I checked your paper and I guessed that it means that we just replace the softmax loss with the lovasz-softmax loss and train the models with the same settings as previous one.
@PkuRainBow I tried 0.5 and 0.9 (1:1 and 9:1), and the results in my task were seemingly irrelevant to the combination weights.
Hi @PkuRainBow, @alexander-rakhlin,
Thanks again for your interest, I'm looking forward to see these kind of contributions with finding good ways to train and combine our loss. At this point these questions are mostly experimental & based on intuition rather than theoretically founded.
@PkuRainBow your interpretation of that sentence is correct, I mean we mostly kept the training parameters but there could be more gains to be made with more hyperparameter exploration.
When I mentioned weights combining I talked about the possibility of a dynamic weighting, with for instance lambda cross-entropy + (1 - lambda) lovasz-softmax; by changing lambda from 1 to 0 accross epochs of the optimization you could likely benefit from both the combination and the "soft-finetuning" aspects of the loss.
@bermanmaxim Sorry to inform you that finetuning the cross-entropy based model will harm the performance according to my current experiments.
@PkuRainBow it can be due to a combination of various factors; for instance optimization questions, or smaller batch sizes as underlined in the last paragraph of my first comment
Besides optimization, one other possible negative effect is that for smaller batches our loss optimizes something closer to image-IoU than dataset-IoU, as we discuss in section 3.1, and this can lead to a decrease of the dataset-IoU in the end. Combining with cross-entropy can also help here, preventing to specialize too closely to image-IoU.
I will close this thread as it is not an issue anymore but more of an extended scientific discussion. Happy to see usage of the loss and improvements - at least in combination for easier optimization.
@bermanmaxim
Hi, Is the key to use lovasz_softmax is to first fully train the model with normal cross entropy loss, and then finetune the model with lovasz_softmax ? Or should we roughly train the model with normal cross entropy and mainly depend on the lovasz_softmax to make the model converge better ?
Really interesting work.
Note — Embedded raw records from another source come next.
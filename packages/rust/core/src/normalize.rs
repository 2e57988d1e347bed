//! Sheet-reference normalization.
//!
//! `"A-101"`, `"A101"`, `"a.101"` and `"3/A-101"` all reduce to `"A101"`, so
//! references written in any of those styles match the same sheet.

use std::sync::LazyLock;

use regex::Regex;

static SHEET_SEGMENT: LazyLock<Regex> =
    LazyLock::new(|| Regex::new(r"^[A-Z]+\d").expect("valid regex"));

/// Reduce a sheet or detail reference to its matching key.
pub fn normalize(reference: &str) -> String {
    if reference.contains('/') {
        // Detail callout: "3/A-501" is detail 3 on sheet A-501.
        if let Some(segment) = reference
            .split('/')
            .map(strip_separators)
            .find(|part| SHEET_SEGMENT.is_match(part))
        {
            return segment;
        }
    }
    strip_separators(reference)
}

fn strip_separators(s: &str) -> String {
    s.chars()
        .filter(|c| !matches!(c, '-' | '.') && !c.is_whitespace())
        .flat_map(char::to_uppercase)
        .collect()
}

#[cfg(test)]
mod tests {
    use super::*;

    #[test]
    fn separator_variants_match() {
        let keys: Vec<_> = ["A-101", "A101", "A.101", "a 101", " A-101 "]
            .iter()
            .map(|r| normalize(r))
            .collect();
        assert!(keys.iter().all(|k| k == "A101"), "{keys:?}");
    }

    #[test]
    fn dotted_sheet_numbers() {
        assert_eq!(normalize("AS2.1"), "AS21");
        assert_eq!(normalize("M3.2"), "M32");
    }

    #[test]
    fn detail_callouts_keep_sheet_segment() {
        assert_eq!(normalize("3/A-501"), "A501");
        assert_eq!(normalize("A-501/3"), "A501");
        assert_eq!(normalize("12 / s-201"), "S201");
    }

    #[test]
    fn trailing_qualifiers_are_kept() {
        assert_eq!(normalize("A-101 (ALT)"), "A101(ALT)");
        assert_ne!(normalize("A-101 (ALT)"), normalize("A-101"));
    }

    #[test]
    fn callout_without_sheet_segment_falls_back() {
        assert_eq!(normalize("3/4"), "3/4");
    }

    #[test]
    fn empty_input() {
        assert_eq!(normalize(""), "");
    }
}
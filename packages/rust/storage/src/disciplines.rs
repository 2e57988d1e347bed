//! Discipline rows: lazy creation, the readiness check, and the rollup commit.

use chrono::Utc;
use libsql::params;
use planindex_shared::{
    DisciplineCode, DisciplineRecord, DisciplineRollup, DisciplineStatus, PageStatus,
    PlanIndexError, Result,
};
use serde::Serialize;
use uuid::Uuid;

use crate::{Storage, db_err, from_json_opt, in_list, parse_timestamp, to_json};

const DISCIPLINE_COLUMNS: &str = "id, project_id, code, name, processing_status, \
     context_description, key_contents, connections, updated_at";

/// Raw discipline counts per status.
#[derive(Debug, Clone, Copy, Default, PartialEq, Eq, Serialize)]
pub struct DisciplineCounts {
    pub waiting: u64,
    pub ready: u64,
    pub processing: u64,
    pub complete: u64,
    pub error: u64,
}

impl DisciplineCounts {
    pub fn total(&self) -> u64 {
        self.waiting + self.ready + self.processing + self.complete + self.error
    }

    fn add(&mut self, status: DisciplineStatus, n: u64) {
        let slot = match status {
            DisciplineStatus::Waiting => &mut self.waiting,
            DisciplineStatus::Ready => &mut self.ready,
            DisciplineStatus::Processing => &mut self.processing,
            DisciplineStatus::Complete => &mut self.complete,
            DisciplineStatus::Error => &mut self.error,
        };
        *slot += n;
    }
}

impl Storage {
    /// Create any missing discipline rows for `codes` in one transaction.
    /// Returns the number of rows created.
    pub async fn ensure_disciplines(
        &self,
        project_id: &str,
        codes: &[DisciplineCode],
    ) -> Result<usize> {
        if codes.is_empty() {
            return Ok(0);
        }
        let now = Utc::now().to_rfc3339();

        let _guard = self.writer().await;
        let tx = self.conn.transaction().await.map_err(db_err)?;
        let mut created = 0;
        for code in codes {
            let inserted = tx
                .execute(
                    "INSERT INTO disciplines (id, project_id, code, name, processing_status, updated_at)
                     VALUES (?1, ?2, ?3, ?4, 'waiting', ?5)
                     ON CONFLICT(project_id, code) DO NOTHING",
                    params![
                        Uuid::now_v7().to_string(),
                        project_id,
                        code.code(),
                        code.name(),
                        now.as_str(),
                    ],
                )
                .await
                .map_err(db_err)?;
            if inserted > 0 {
                tracing::info!(project_id, discipline = code.code(), "created discipline");
                created += 1;
            }
        }
        tx.commit().await.map_err(db_err)?;
        Ok(created)
    }

    /// Get a discipline by project and code.
    pub async fn get_discipline(
        &self,
        project_id: &str,
        code: DisciplineCode,
    ) -> Result<Option<DisciplineRecord>> {
        let sql =
            format!("SELECT {DISCIPLINE_COLUMNS} FROM disciplines WHERE project_id = ?1 AND code = ?2");
        let mut rows = self
            .conn
            .query(&sql, params![project_id, code.code()])
            .await
            .map_err(db_err)?;

        match rows.next().await.map_err(db_err)? {
            Some(row) => Ok(Some(row_to_discipline(&row)?)),
            None => Ok(None),
        }
    }

    /// All disciplines of a project, code order.
    pub async fn list_disciplines(&self, project_id: &str) -> Result<Vec<DisciplineRecord>> {
        self.list_disciplines_in(project_id, &DisciplineStatus::ALL)
            .await
    }

    /// Disciplines of a project whose status is one of `statuses`.
    pub async fn list_disciplines_in(
        &self,
        project_id: &str,
        statuses: &[DisciplineStatus],
    ) -> Result<Vec<DisciplineRecord>> {
        if statuses.is_empty() {
            return Ok(Vec::new());
        }
        let sql = format!(
            "SELECT {DISCIPLINE_COLUMNS} FROM disciplines
             WHERE project_id = ?1 AND processing_status IN ({})
             ORDER BY code",
            in_list(statuses.iter().map(|s| s.as_str()))
        );
        let mut rows = self
            .conn
            .query(&sql, params![project_id])
            .await
            .map_err(db_err)?;

        let mut results = Vec::new();
        while let Some(row) = rows.next().await.map_err(db_err)? {
            results.push(row_to_discipline(&row)?);
        }
        Ok(results)
    }

    /// Discipline counts grouped by status.
    pub async fn discipline_counts(&self, project_id: &str) -> Result<DisciplineCounts> {
        let mut rows = self
            .conn
            .query(
                "SELECT processing_status, COUNT(*) FROM disciplines WHERE project_id = ?1
                 GROUP BY processing_status",
                params![project_id],
            )
            .await
            .map_err(db_err)?;

        let mut counts = DisciplineCounts::default();
        while let Some(row) = rows.next().await.map_err(db_err)? {
            let status: DisciplineStatus = row.get::<String>(0).map_err(db_err)?.parse()?;
            counts.add(status, row.get::<i64>(1).map_err(db_err)? as u64);
        }
        Ok(counts)
    }

    /// Promote a `waiting` discipline to `ready` when every page assigned to
    /// it is `pass2_complete`. The check and the promotion are one statement,
    /// so exactly one caller ever observes `true` for a given discipline.
    pub async fn mark_discipline_ready(
        &self,
        project_id: &str,
        code: DisciplineCode,
    ) -> Result<bool> {
        let now = Utc::now().to_rfc3339();

        let _guard = self.writer().await;
        let changed = self
            .conn
            .execute(
                "UPDATE disciplines SET processing_status = 'ready', updated_at = ?1
                 WHERE project_id = ?2 AND code = ?3 AND processing_status = 'waiting'
                   AND EXISTS (
                     SELECT 1 FROM pages WHERE project_id = ?2 AND discipline_code = ?3)
                   AND NOT EXISTS (
                     SELECT 1 FROM pages WHERE project_id = ?2 AND discipline_code = ?3
                       AND processing_status != ?4)",
                params![
                    now.as_str(),
                    project_id,
                    code.code(),
                    PageStatus::Pass2Complete.as_str(),
                ],
            )
            .await
            .map_err(db_err)?;
        Ok(changed == 1)
    }

    /// Move a discipline into `next` if its current status allows it.
    pub async fn transition_discipline(
        &self,
        discipline_id: &str,
        next: DisciplineStatus,
    ) -> Result<()> {
        let sql = format!(
            "UPDATE disciplines SET processing_status = ?1, updated_at = ?2
             WHERE id = ?3 AND processing_status IN ({})",
            predecessors_of(next)
        );
        let now = Utc::now().to_rfc3339();

        let _guard = self.writer().await;
        let changed = self
            .conn
            .execute(&sql, params![next.as_str(), now.as_str(), discipline_id])
            .await
            .map_err(db_err)?;
        drop(_guard);

        self.ensure_discipline_changed(changed, discipline_id, next)
            .await
    }

    /// Commit a Pass 3 rollup: discipline fields, `complete`, and the link from
    /// every member page to the discipline, in one transaction.
    pub async fn complete_discipline(
        &self,
        discipline_id: &str,
        rollup: &DisciplineRollup,
        page_ids: &[String],
    ) -> Result<()> {
        let next = DisciplineStatus::Complete;
        let sql = format!(
            "UPDATE disciplines SET
               context_description = ?1,
               key_contents = ?2,
               connections = ?3,
               processing_status = ?4,
               updated_at = ?5
             WHERE id = ?6 AND processing_status IN ({})",
            predecessors_of(next)
        );
        let key_contents = to_json(&rollup.key_contents)?;
        let connections = to_json(&rollup.connections)?;
        let now = Utc::now().to_rfc3339();

        let _guard = self.writer().await;
        let tx = self.conn.transaction().await.map_err(db_err)?;
        let changed = tx
            .execute(
                &sql,
                params![
                    rollup.context.as_str(),
                    key_contents,
                    connections,
                    next.as_str(),
                    now.as_str(),
                    discipline_id,
                ],
            )
            .await
            .map_err(db_err)?;

        if changed == 0 {
            tx.rollback().await.map_err(db_err)?;
            drop(_guard);
            return self
                .ensure_discipline_changed(changed, discipline_id, next)
                .await;
        }

        for page_id in page_ids {
            tx.execute(
                "UPDATE pages SET discipline_id = ?1 WHERE id = ?2",
                params![discipline_id, page_id.as_str()],
            )
            .await
            .map_err(db_err)?;
        }
        tx.commit().await.map_err(db_err)?;
        Ok(())
    }

    async fn ensure_discipline_changed(
        &self,
        changed: u64,
        discipline_id: &str,
        next: DisciplineStatus,
    ) -> Result<()> {
        if changed > 0 {
            return Ok(());
        }
        let sql = "SELECT processing_status FROM disciplines WHERE id = ?1";
        let mut rows = self
            .conn
            .query(sql, params![discipline_id])
            .await
            .map_err(db_err)?;
        match rows.next().await.map_err(db_err)? {
            Some(row) => {
                let current: DisciplineStatus = row.get::<String>(0).map_err(db_err)?.parse()?;
                Err(PlanIndexError::invalid_transition("discipline", current, next))
            }
            None => Err(PlanIndexError::not_found("discipline", discipline_id)),
        }
    }
}

fn predecessors_of(next: DisciplineStatus) -> String {
    in_list(DisciplineStatus::predecessors(next).iter().map(|s| s.as_str()))
}

/// Convert a database row to a [`DisciplineRecord`].
fn row_to_discipline(row: &libsql::Row) -> Result<DisciplineRecord> {
    let code = DisciplineCode::from_code_or_general(&row.get::<String>(2).map_err(db_err)?);
    Ok(DisciplineRecord {
        id: row.get::<String>(0).map_err(db_err)?,
        project_id: row.get::<String>(1).map_err(db_err)?,
        code,
        name: row.get::<String>(3).map_err(db_err)?,
        processing_status: row.get::<String>(4).map_err(db_err)?.parse()?,
        context_description: row.get::<String>(5).ok(),
        key_contents: from_json_opt("key_contents", row.get::<String>(6).ok())?
            .unwrap_or_default(),
        connections: from_json_opt("connections", row.get::<String>(7).ok())?.unwrap_or_default(),
        updated_at: parse_timestamp(&row.get::<String>(8).map_err(db_err)?)?,
    })
}
fn status_line(event: &ProgressEvent) -> String {
    match event {
        ProgressEvent::ProcessingStarted { pass1_total, round } => {
            format!("Round {} · Pass 1 over {pass1_total} page(s)", round + 1)
        }
        ProgressEvent::RetryRoundStarted { pass1_total, round } => {
            format!("Retry round {round} · Pass 1 over {pass1_total} page(s)")
        }
        ProgressEvent::PagePass1Complete {
            sheet_number,
            pass1_progress,
            pass1_total,
            ..
        } => format!("Pass 1 [{pass1_progress}/{pass1_total}] {sheet_number}"),
        ProgressEvent::PagePass2Complete {
            sheet_number,
            pass2_progress,
            pass2_total,
            ..
        } => format!("Pass 2 [{pass2_progress}/{pass2_total}] {sheet_number}"),
        ProgressEvent::Pass1Complete { .. } => "Resolving references".into(),
        ProgressEvent::Pass2Complete { .. } => "Sweeping orphaned pages".into(),
        ProgressEvent::DisciplineReady { discipline_name, .. } => {
            format!("Rolling up {discipline_name}")
        }
        _ => String::new(),
    }
}

/// Lines worth keeping in the scrollback.
fn describe(update: &ProgressUpdate) -> Option<String> {
    match &update.event {
        ProgressEvent::Pass1Complete {
            completed, errors, ..
        } => Some(format!("  Pass 1: {completed} complete, {errors} errors")),
        ProgressEvent::Pass2Complete { completed, errors } => {
            Some(format!("  Pass 2: {completed} complete, {errors} errors"))
        }
        ProgressEvent::DisciplineComplete {
            discipline_name,
            page_count,
            key_contents_count,
            ..
        } => Some(format!(
            "  {discipline_name}: {page_count} page(s), {key_contents_count} key item(s)"
        )),
        ProgressEvent::PageError { page_id, pass, error } => {
            Some(format!("  ! page {page_id} (pass {pass}): {error}"))
        }
        ProgressEvent::DisciplineError {
            discipline_code,
            error,
            ..
        } => Some(format!("  ! discipline {discipline_code}: {error}")),
        ProgressEvent::OrphansSwept {
            requeued,
            permanently_failed,
        } => {
            let mut lines = Vec::new();
            if !requeued.is_empty() {
                lines.push(format!("  Requeued {} unfinished page(s)", requeued.len()));
            }
            lines.extend(permanently_failed.iter().map(|p| {
                format!(
                    "  ! {} permanently failed after {} retries",
                    p.sheet_number, p.retry_count
                )
            }));
            (!lines.is_empty()).then(|| lines.join("\n"))
        }
        ProgressEvent::ProcessingError { error } => Some(format!("  ! run failed: {error}")),
        _ => None,
    }
}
I have a baseline with softmax loss with the Deeplabv3 and achieve mIOU=76.7 on the Cityscapes.
And I simply replace the cross entropy loss with your proposed loss and train the models with the same learning rate and weight decay, but I only achieve mIOU=64.7.
Could you give me some hint?
I also notice that you also do not train the ENet from scratch and you just finetune the models.
Besides, I also conduct a small experiments to train the models with both the cross entropy loss and your proposed loss, which achieves a good performance: mIOU=78.4.
It would be great if you could share me your advice!